DREAM has meant and still means good news, first and foremost for African people who are ill, but also for many associations, religious congregations, and people of goodwill who have felt encouraged and supported in what they hoped for, or dreamed of, but could not achieve. It has been clearly confirmed that treatment is there for Africa too, treatment that is effective and followed by people, just as it is in the West.
Today, it has become matter of course to talk about treatment. We can read about it in African newspapers, it is a topic discussed both by scientists and international agencies. This is very important. It is nothing less than a victory, because there was a time when one could talk only about prevention and training. Now, instead, there is a much wider path that can be taken by all, a reality in some countries and a model for others, an achievement and a point of no return for those who would otherwise by tempted to subscribe to afro-pessimism.
But this victory is not the achievement of a lone hero. Rather, it is the industrious work of a people, of common individuals who accepted to take up a challenge and to ban the word “impossible” from their vocabulary. DREAM is a participative programme. Being able to work together provides further opportunities. And everyone can help: in the west, scientific institutes and entities in the industrial and economic world have become stable partners of the programme, while a large number of private individuals support DREAM in many ways.

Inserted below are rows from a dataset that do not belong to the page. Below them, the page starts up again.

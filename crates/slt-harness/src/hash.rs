//! MD5 fingerprint of a serialized value sequence.
//!
//! The digest is an equality fingerprint, not a security primitive; MD5 is
//! kept because existing test corpora store `N values hashing to <md5>`.

use std::fmt::Write as _;

use md5::{Digest, Md5};

use crate::expectation::HashDescriptor;

/// Incremental digest: feed each value followed by a newline.
#[derive(Debug, Clone, Default)]
pub struct HashAggregator {
    hasher: Md5,
    count: u64,
}

impl HashAggregator {
    pub fn new() -> Self {
        Self::default()
    }

    pub fn add(&mut self, value: &str) {
        self.hasher.update(value.as_bytes());
        self.hasher.update(b"\n");
        self.count += 1;
    }

    pub fn finish(self) -> HashDescriptor {
        let digest = self.hasher.finalize();
        let mut hex = String::with_capacity(32);
        for byte in digest {
            let _ = write!(hex, "{byte:02x}");
        }
        HashDescriptor {
            count: self.count,
            digest: hex,
        }
    }
}

/// Digest a full value sequence.
pub fn digest_values<I, S>(values: I) -> HashDescriptor
where
    I: IntoIterator<Item = S>,
    S: AsRef<str>,
{
    let mut aggregator = HashAggregator::new();
    for value in values {
        aggregator.add(value.as_ref());
    }
    aggregator.finish()
}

This synergy allows for the daily increase in the number of sick people who can be reached. It is a sort of positive contagion among those who are able to work to multiply the effectiveness of a decisive battle for Africa’s future, and for many other places on the margins of the world.
In recent months, many non-governmental organisations, researchers and volunteers, many missionaries living in several African countries, have joined in the work of DREAM, making their centres and resources available to us, sharing in depth the values and features of our methodology that cannot be renounced: The centrality of the person, excellence in health services, the communication of hope, treatment given free-of-charge, and accessibility.
DREAM has thus become a reality in many new countries. After Mozambique came Malawi, then Tanzania, Kenya, Guinea Conakry, Guinea Bissau, Nigeria, Angola, Democratic Republic of Congo, and so on… But we believe that we can and must dream about many other parts of Africa and the world…
It is contagion that improves Africa, but makes us better people too.